§ **REQUIREMENT**: Copy the data that follows, exactly and completely.

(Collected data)

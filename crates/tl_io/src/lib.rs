//! crates/tl_io/src/lib.rs
//! I/O crate for the tier-list engine.
//!
//! - Shared error type (`IoError`) with `From` conversions used across modules.
//! - Canonical JSON and SHA-256 helpers.
//! - The `TierStore` persistence trait with JSON-directory and in-memory backends.
//! - Song catalog and per-scope setup documents.

#![forbid(unsafe_code)]

use thiserror::Error;

/// Unified error for tl_io.
#[derive(Debug, Error)]
pub enum IoError {
    /// Filesystem / path errors (create_dir_all, rename, fsync, etc.)
    #[error("io/path error: {0}")]
    Path(String),

    /// JSON serialization/deserialization errors with a location hint.
    #[error("json error at {pointer}: {msg}")]
    Json { pointer: String, msg: String },

    /// Generic validation / invariants.
    #[error("invalid: {0}")]
    Invalid(String),
}

pub type IoResult<T> = Result<T, IoError>;

impl From<std::io::Error> for IoError {
    fn from(e: std::io::Error) -> Self {
        IoError::Path(e.to_string())
    }
}

impl From<serde_json::Error> for IoError {
    fn from(e: serde_json::Error) -> Self {
        // serde_json reports line/column rather than a pointer.
        IoError::Json {
            pointer: format!("line {} column {}", e.line(), e.column()),
            msg: e.to_string(),
        }
    }
}

impl From<tl_core::errors::CoreError> for IoError {
    fn from(e: tl_core::errors::CoreError) -> Self {
        IoError::Invalid(e.to_string())
    }
}

pub mod canonical_json;
pub mod catalog;
pub mod hasher;
pub mod setup;
pub mod store;

pub use catalog::{Catalog, SongMeta};
pub use setup::ScopeSetup;
pub use store::{DerivedDoc, JsonDirStore, MemoryStore, ScopeGuard, TierStore};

§ **WRITTEN SOLUTION**:
filename crates/tl_io/src/lib.rs
//! crates/tl_io/src/lib.rs
//! I/O crate for the tier-list engine.
//!
//! - Shared error type (`IoError`) with `From` conversions used across modules.
//! - Canonical JSON and SHA-256 helpers.
//! - The `TierStore` persistence trait with JSON-directory and in-memory backends.
//! - Song catalog and per-scope setup documents.

#![forbid(unsafe_code)]

use thiserror::Error;

/// Unified error for tl_io.
#[derive(Debug, Error)]
pub enum IoError {
    /// Filesystem / path errors (create_dir_all, rename, fsync, etc.)
    #[error("io/path error: {0}")]
    Path(String),

    /// JSON serialization/deserialization errors with a location hint.
    #[error("json error at {pointer}: {msg}")]
    Json { pointer: String, msg: String },

    /// Generic validation / invariants.
    #[error("invalid: {0}")]
    Invalid(String),
}

pub type IoResult<T> = Result<T, IoError>;

impl From<std::io::Error> for IoError {
    fn from(e: std::io::Error) -> Self {
        IoError::Path(e.to_string())
    }
}

impl From<serde_json::Error> for IoError {
    fn from(e: serde_json::Error) -> Self {
        // serde_json reports line/column rather than a pointer.
        IoError::Json {
            pointer: format!("line {} column {}", e.line(), e.column()),
            msg: e.to_string(),
        }
    }
}

impl From<tl_core::errors::CoreError> for IoError {
    fn from(e: tl_core::errors::CoreError) -> Self {
        IoError::Invalid(e.to_string())
    }
}

pub mod canonical_json;
pub mod catalog;
pub mod hasher;
pub mod setup;
pub mod store;

pub use catalog::{Catalog, SongMeta};
pub use setup::ScopeSetup;
pub use store::{DerivedDoc, JsonDirStore, MemoryStore, ScopeGuard, TierStore};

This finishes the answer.